> Le 17 nov. 2017 à 16:04, Alejandro Alonso via swift-evolution 
> <[email protected]> a écrit :
> 
> If we go back to your example, you never call FixedWidthInteger.random 
> either, you call range.random. Does this mean integer types shouldn’t have 
> .random? No, because it means get a random number from it’s internal range 
> (alias to (min ... max).random). I think we can all agree that Integer.random 
> is a nicer api than making a range of its bounds. The same goes for 
> Date.random and Color.random.
> 
> - Alejandro

Hello,

I'm not random expert, but it has never happened in my developer life (backend 
& frontend app developer) that I have used a pure random value from the full 
domain of the random type.
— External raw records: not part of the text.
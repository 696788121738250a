//! Error taxonomy (SPEC_FULL.md §7). Component boundaries return a typed
//! `thiserror` enum; orchestration code upstream of them uses `anyhow` with
//! `.context(...)`.

use axum::http::StatusCode;
use axum::response::{IntoResponse, Response};
use axum::Json;
use serde_json::json;
use thiserror::Error;

#[derive(Debug, Error)]
pub enum BookServiceError {
    #[error("websocket connect timed out after {0}ms")]
    ConnectTimeout(u64),
    #[error("rest fallback request failed: {0}")]
    RestRequest(#[from] reqwest::Error),
    #[error("token {0} is on the resolved-tokens set")]
    TokenResolved(String),
}

#[derive(Debug, Error)]
pub enum PersistenceError {
    #[error("sqlite error: {0}")]
    Sqlite(#[from] rusqlite::Error),
    #[error("record not found: {0}")]
    NotFound(String),
}

#[derive(Debug, Error)]
pub enum ConfigError {
    #[error("missing required environment variable: {0}")]
    MissingVar(String),
    #[error("invalid value for {field}: {value}")]
    InvalidValue { field: String, value: String },
    #[error("config section rejected: {0}")]
    InvalidSection(String),
}

/// Top-level error surfaced at the HTTP boundary; maps to a 4xx/5xx + JSON
/// body in `api::routes`.
#[derive(Debug, Error)]
pub enum EngineError {
    #[error(transparent)]
    BookService(#[from] BookServiceError),
    #[error(transparent)]
    Persistence(#[from] PersistenceError),
    #[error(transparent)]
    Config(#[from] ConfigError),
    #[error("{0}")]
    BadRequest(String),
    #[error("not found: {0}")]
    NotFound(String),
}

impl IntoResponse for EngineError {
    fn into_response(self) -> Response {
        let status = match &self {
            EngineError::BadRequest(_) | EngineError::Config(_) => StatusCode::BAD_REQUEST,
            EngineError::NotFound(_) => StatusCode::NOT_FOUND,
            EngineError::Persistence(PersistenceError::NotFound(_)) => StatusCode::NOT_FOUND,
            EngineError::Persistence(_) | EngineError::BookService(_) => StatusCode::INTERNAL_SERVER_ERROR,
        };
        (status, Json(json!({ "error": self.to_string() }))).into_response()
    }
}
In this life:

- Int.random is _always_ followed by % modulo. Unless the better 
arc4random_uniform(max) is used.
- Color.random is _never_ used, because random colors look bad.
- Date.random is _never_ used, because time is a physical unit, and random 
points in time do not match any physical use case.

This does not mean that random values from the full domain are useless. Of 
course not: math apps, fuzzers, etc. need them.

Yet a range-based API would be much welcomed by regular app developers. And 
also Array.randomElement(), Array.shuffled(), etc, because there are plenty 
naive and bad algorithms for those simple tasks.